Collected data entries:
· · · ·
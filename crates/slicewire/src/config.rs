// SPDX-License-Identifier: Apache-2.0 OR MIT
// Copyright (c) 2025-2026 naskel.com

//! Wire constants and stream configuration.
//!
//! # Architecture
//!
//! - **Level 1 (Static)**: bit-exact wire layout constants. Interoperability
//!   depends on every value below; they are never computed elsewhere.
//! - **Level 2 (Dynamic)**: [`StreamConfig`], the per-stream knobs (default
//!   encoding and class format, slicing, depth limit), overridable from the
//!   environment through [`StreamConfig::from_env`].
//!
//! # Example
//!
//! ```ignore
//! use slicewire::config::StreamConfig;
//! use slicewire::encoding::{FormatType, ENCODING_1_0};
//!
//! let config = StreamConfig::from_env()
//!     .with_encoding(ENCODING_1_0)
//!     .with_format(FormatType::Sliced);
//! ```

use crate::encoding::{EncodingVersion, FormatType, CURRENT_ENCODING};

// =======================================================================
// Size encoding
// =======================================================================

/// Largest value encoded as a single `Size` byte.
pub const SIZE_ONE_BYTE_MAX: u8 = 254;

/// Marker byte announcing a 4-byte `Size` payload.
pub const SIZE_MARKER: u8 = 255;

// =======================================================================
// Tagged members
// =======================================================================

/// Tag numbers at or above this value are written out of line as a `Size`.
pub const TAG_INLINE_LIMIT: i32 = 30;

/// Upper tag-byte bits announcing an out-of-line tag number (`30 << 3`).
pub const TAG_OUT_OF_LINE: u8 = 0xF0;

/// Ends the tagged members of a slice or encapsulation.
pub const OPTIONAL_END_MARKER: u8 = 0xFF;

// =======================================================================
// 1.1 slice flags
// =======================================================================

pub const FLAG_HAS_TYPE_ID_STRING: u8 = 1 << 0;
pub const FLAG_HAS_TYPE_ID_INDEX: u8 = 1 << 1;
/// Both type-id bits set: compact numeric id. Must be tested before the others.
pub const FLAG_HAS_TYPE_ID_COMPACT: u8 = FLAG_HAS_TYPE_ID_STRING | FLAG_HAS_TYPE_ID_INDEX;
pub const FLAG_HAS_OPTIONAL_MEMBERS: u8 = 1 << 2;
pub const FLAG_HAS_INDIRECTION_TABLE: u8 = 1 << 3;
pub const FLAG_HAS_SLICE_SIZE: u8 = 1 << 4;
pub const FLAG_IS_LAST_SLICE: u8 = 1 << 5;

// =======================================================================
// Encapsulations and slices
// =======================================================================

/// Encapsulation header: 4-byte size plus major and minor version bytes.
pub const ENCAPS_HEADER_SIZE: usize = 6;

/// A slice size always counts its own 4 bytes.
pub const MIN_SLICE_SIZE: i32 = 4;

/// Root type id of every class hierarchy.
pub const ROOT_TYPE_ID: &str = "::Ice::Object";

/// Default limit on nested inline class instances.
pub const DEFAULT_CLASS_GRAPH_DEPTH_MAX: usize = 100;

// =======================================================================
// Runtime configuration
// =======================================================================

/// Per-stream configuration.
#[derive(Debug, Clone)]
pub struct StreamConfig {
    /// Encoding used outside of explicit encapsulations.
    pub encoding: EncodingVersion,
    /// Class format used when an encapsulation asks for [`FormatType::Default`].
    pub format: FormatType,
    /// Slice off unknown types instead of failing with `NoValueFactory`.
    pub slice_values: bool,
    /// Emit a debug line for every type id sliced off.
    pub trace_slicing: bool,
    /// Maximum nesting of inline class instances.
    pub class_graph_depth_max: usize,
    /// Reject unread bytes at `end_read_encaps` instead of skipping them.
    pub strict_encaps_end: bool,
}

impl Default for StreamConfig {
    fn default() -> Self {
        Self {
            encoding: CURRENT_ENCODING,
            format: FormatType::Compact,
            slice_values: true,
            trace_slicing: false,
            class_graph_depth_max: DEFAULT_CLASS_GRAPH_DEPTH_MAX,
            strict_encaps_end: false,
        }
    }
}

impl StreamConfig {
    /// Defaults overridden by `SLICEWIRE_*` environment variables.
    pub fn from_env() -> Self {
        let defaults = Self::default();
        Self {
            encoding: env_parse("SLICEWIRE_ENCODING").unwrap_or(defaults.encoding),
            format: env_parse("SLICEWIRE_FORMAT").unwrap_or(defaults.format),
            slice_values: env_parse("SLICEWIRE_SLICE_VALUES").unwrap_or(defaults.slice_values),
            trace_slicing: env_parse("SLICEWIRE_TRACE_SLICING")
                .unwrap_or(defaults.trace_slicing),
            class_graph_depth_max: env_parse("SLICEWIRE_CLASS_GRAPH_DEPTH_MAX")
                .unwrap_or(defaults.class_graph_depth_max),
            strict_encaps_end: env_parse("SLICEWIRE_STRICT_ENCAPS_END")
                .unwrap_or(defaults.strict_encaps_end),
        }
    }

    /// Set the default encoding.
    pub fn with_encoding(mut self, encoding: EncodingVersion) -> Self {
        self.encoding = encoding;
        self
    }

    /// Set the default class format.
    pub fn with_format(mut self, format: FormatType) -> Self {
        self.format = format;
        self
    }

    /// Enable or disable slicing of unknown value types.
    pub fn with_slice_values(mut self, slice_values: bool) -> Self {
        self.slice_values = slice_values;
        self
    }

    /// Enable or disable slicing traces.
    pub fn with_trace_slicing(mut self, trace: bool) -> Self {
        self.trace_slicing = trace;
        self
    }

    /// Set the class graph depth limit.
    pub fn with_class_graph_depth_max(mut self, depth: usize) -> Self {
        self.class_graph_depth_max = depth;
        self
    }

    /// Reject trailing bytes at the end of read encapsulations.
    pub fn with_strict_encaps_end(mut self, strict: bool) -> Self {
        self.strict_encaps_end = strict;
        self
    }

    /// Resolve [`FormatType::Default`] against this configuration.
    pub(crate) fn resolve_format(&self, format: FormatType) -> FormatType {
        match format {
            FormatType::Default if self.format == FormatType::Default => FormatType::Compact,
            FormatType::Default => self.format,
            other => other,
        }
    }
}

fn env_parse<T: std::str::FromStr>(key: &str) -> Option<T> {
    std::env::var(key).ok().and_then(|s| s.trim().parse().ok())
}

#[cfg(test)]
mod tests {
    use super::*;
    use crate::encoding::ENCODING_1_0;

    #[test]
    fn test_slice_flag_layout() {
        assert_eq!(FLAG_HAS_TYPE_ID_COMPACT, 0x03);
        assert_eq!(FLAG_HAS_OPTIONAL_MEMBERS, 0x04);
        assert_eq!(FLAG_HAS_INDIRECTION_TABLE, 0x08);
        assert_eq!(FLAG_HAS_SLICE_SIZE, 0x10);
        assert_eq!(FLAG_IS_LAST_SLICE, 0x20);
        assert_eq!(TAG_OUT_OF_LINE, (TAG_INLINE_LIMIT as u8) << 3);
    }

    #[test]
    fn test_builder_overrides() {
        let config = StreamConfig::default()
            .with_encoding(ENCODING_1_0)
            .with_format(FormatType::Sliced)
            .with_slice_values(false)
            .with_class_graph_depth_max(8)
            .with_strict_encaps_end(true);
        assert_eq!(config.encoding, ENCODING_1_0);
        assert_eq!(config.format, FormatType::Sliced);
        assert!(!config.slice_values);
        assert_eq!(config.class_graph_depth_max, 8);
        assert!(config.strict_encaps_end);
    }

    #[test]
    fn test_resolve_format() {
        let config = StreamConfig::default();
        assert_eq!(config.resolve_format(FormatType::Default), FormatType::Compact);
        assert_eq!(config.resolve_format(FormatType::Sliced), FormatType::Sliced);

        let sliced = StreamConfig::default().with_format(FormatType::Sliced);
        assert_eq!(sliced.resolve_format(FormatType::Default), FormatType::Sliced);
    }

    #[test]
    fn test_env_parse_ignores_garbage() {
        assert_eq!(env_parse::<usize>("SLICEWIRE_TEST_UNSET_VARIABLE"), None);
    }
}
· · · ·
- Activity -
Give back the data exactly, with no line dropped.

- Problem solution -
filename crates/slicewire/src/config.rs
// SPDX-License-Identifier: Apache-2.0 OR MIT
// Copyright (c) 2025-2026 naskel.com

//! Wire constants and stream configuration.
//!
//! # Architecture
//!
//! - **Level 1 (Static)**: bit-exact wire layout constants. Interoperability
//!   depends on every value below; they are never computed elsewhere.
//! - **Level 2 (Dynamic)**: [`StreamConfig`], the per-stream knobs (default
//!   encoding and class format, slicing, depth limit), overridable from the
//!   environment through [`StreamConfig::from_env`].
//!
//! # Example
//!
//! ```ignore
//! use slicewire::config::StreamConfig;
//! use slicewire::encoding::{FormatType, ENCODING_1_0};
//!
//! let config = StreamConfig::from_env()
//!     .with_encoding(ENCODING_1_0)
//!     .with_format(FormatType::Sliced);
//! ```

use crate::encoding::{EncodingVersion, FormatType, CURRENT_ENCODING};

// =======================================================================
// Size encoding
// =======================================================================

/// Largest value encoded as a single `Size` byte.
pub const SIZE_ONE_BYTE_MAX: u8 = 254;

/// Marker byte announcing a 4-byte `Size` payload.
pub const SIZE_MARKER: u8 = 255;

// =======================================================================
// Tagged members
// =======================================================================

/// Tag numbers at or above this value are written out of line as a `Size`.
pub const TAG_INLINE_LIMIT: i32 = 30;

/// Upper tag-byte bits announcing an out-of-line tag number (`30 << 3`).
pub const TAG_OUT_OF_LINE: u8 = 0xF0;

/// Ends the tagged members of a slice or encapsulation.
pub const OPTIONAL_END_MARKER: u8 = 0xFF;

// =======================================================================
// 1.1 slice flags
// =======================================================================

pub const FLAG_HAS_TYPE_ID_STRING: u8 = 1 << 0;
pub const FLAG_HAS_TYPE_ID_INDEX: u8 = 1 << 1;
/// Both type-id bits set: compact numeric id. Must be tested before the others.
pub const FLAG_HAS_TYPE_ID_COMPACT: u8 = FLAG_HAS_TYPE_ID_STRING | FLAG_HAS_TYPE_ID_INDEX;
pub const FLAG_HAS_OPTIONAL_MEMBERS: u8 = 1 << 2;
pub const FLAG_HAS_INDIRECTION_TABLE: u8 = 1 << 3;
pub const FLAG_HAS_SLICE_SIZE: u8 = 1 << 4;
pub const FLAG_IS_LAST_SLICE: u8 = 1 << 5;

// =======================================================================
// Encapsulations and slices
// =======================================================================

/// Encapsulation header: 4-byte size plus major and minor version bytes.
pub const ENCAPS_HEADER_SIZE: usize = 6;

/// A slice size always counts its own 4 bytes.
pub const MIN_SLICE_SIZE: i32 = 4;

/// Root type id of every class hierarchy.
pub const ROOT_TYPE_ID: &str = "::Ice::Object";

/// Default limit on nested inline class instances.
pub const DEFAULT_CLASS_GRAPH_DEPTH_MAX: usize = 100;

// =======================================================================
// Runtime configuration
// =======================================================================

/// Per-stream configuration.
#[derive(Debug, Clone)]
pub struct StreamConfig {
    /// Encoding used outside of explicit encapsulations.
    pub encoding: EncodingVersion,
    /// Class format used when an encapsulation asks for [`FormatType::Default`].
    pub format: FormatType,
    /// Slice off unknown types instead of failing with `NoValueFactory`.
    pub slice_values: bool,
    /// Emit a debug line for every type id sliced off.
    pub trace_slicing: bool,
    /// Maximum nesting of inline class instances.
    pub class_graph_depth_max: usize,
    /// Reject unread bytes at `end_read_encaps` instead of skipping them.
    pub strict_encaps_end: bool,
}

impl Default for StreamConfig {
    fn default() -> Self {
        Self {
            encoding: CURRENT_ENCODING,
            format: FormatType::Compact,
            slice_values: true,
            trace_slicing: false,
            class_graph_depth_max: DEFAULT_CLASS_GRAPH_DEPTH_MAX,
            strict_encaps_end: false,
        }
    }
}

impl StreamConfig {
    /// Defaults overridden by `SLICEWIRE_*` environment variables.
    pub fn from_env() -> Self {
        let defaults = Self::default();
        Self {
            encoding: env_parse("SLICEWIRE_ENCODING").unwrap_or(defaults.encoding),
            format: env_parse("SLICEWIRE_FORMAT").unwrap_or(defaults.format),
            slice_values: env_parse("SLICEWIRE_SLICE_VALUES").unwrap_or(defaults.slice_values),
            trace_slicing: env_parse("SLICEWIRE_TRACE_SLICING")
                .unwrap_or(defaults.trace_slicing),
            class_graph_depth_max: env_parse("SLICEWIRE_CLASS_GRAPH_DEPTH_MAX")
                .unwrap_or(defaults.class_graph_depth_max),
            strict_encaps_end: env_parse("SLICEWIRE_STRICT_ENCAPS_END")
                .unwrap_or(defaults.strict_encaps_end),
        }
    }

    /// Set the default encoding.
    pub fn with_encoding(mut self, encoding: EncodingVersion) -> Self {
        self.encoding = encoding;
        self
    }

    /// Set the default class format.
    pub fn with_format(mut self, format: FormatType) -> Self {
        self.format = format;
        self
    }

    /// Enable or disable slicing of unknown value types.
    pub fn with_slice_values(mut self, slice_values: bool) -> Self {
        self.slice_values = slice_values;
        self
    }

    /// Enable or disable slicing traces.
    pub fn with_trace_slicing(mut self, trace: bool) -> Self {
        self.trace_slicing = trace;
        self
    }

    /// Set the class graph depth limit.
    pub fn with_class_graph_depth_max(mut self, depth: usize) -> Self {
        self.class_graph_depth_max = depth;
        self
    }

    /// Reject trailing bytes at the end of read encapsulations.
    pub fn with_strict_encaps_end(mut self, strict: bool) -> Self {
        self.strict_encaps_end = strict;
        self
    }

    /// Resolve [`FormatType::Default`] against this configuration.
    pub(crate) fn resolve_format(&self, format: FormatType) -> FormatType {
        match format {
            FormatType::Default if self.format == FormatType::Default => FormatType::Compact,
            FormatType::Default => self.format,
            other => other,
        }
    }
}

fn env_parse<T: std::str::FromStr>(key: &str) -> Option<T> {
    std::env::var(key).ok().and_then(|s| s.trim().parse().ok())
}

#[cfg(test)]
mod tests {
    use super::*;
    use crate::encoding::ENCODING_1_0;

    #[test]
    fn test_slice_flag_layout() {
        assert_eq!(FLAG_HAS_TYPE_ID_COMPACT, 0x03);
        assert_eq!(FLAG_HAS_OPTIONAL_MEMBERS, 0x04);
        assert_eq!(FLAG_HAS_INDIRECTION_TABLE, 0x08);
        assert_eq!(FLAG_HAS_SLICE_SIZE, 0x10);
        assert_eq!(FLAG_IS_LAST_SLICE, 0x20);
        assert_eq!(TAG_OUT_OF_LINE, (TAG_INLINE_LIMIT as u8) << 3);
    }

    #[test]
    fn test_builder_overrides() {
        let config = StreamConfig::default()
            .with_encoding(ENCODING_1_0)
            .with_format(FormatType::Sliced)
            .with_slice_values(false)
            .with_class_graph_depth_max(8)
            .with_strict_encaps_end(true);
        assert_eq!(config.encoding, ENCODING_1_0);
        assert_eq!(config.format, FormatType::Sliced);
        assert!(!config.slice_values);
        assert_eq!(config.class_graph_depth_max, 8);
        assert!(config.strict_encaps_end);
    }

    #[test]
    fn test_resolve_format() {
        let config = StreamConfig::default();
        assert_eq!(config.resolve_format(FormatType::Default), FormatType::Compact);
        assert_eq!(config.resolve_format(FormatType::Sliced), FormatType::Sliced);

        let sliced = StreamConfig::default().with_format(FormatType::Sliced);
        assert_eq!(sliced.resolve_format(FormatType::Default), FormatType::Sliced);
    }

    #[test]
    fn test_env_parse_ignores_garbage() {
        assert_eq!(env_parse::<usize>("SLICEWIRE_TEST_UNSET_VARIABLE"), None);
    }
}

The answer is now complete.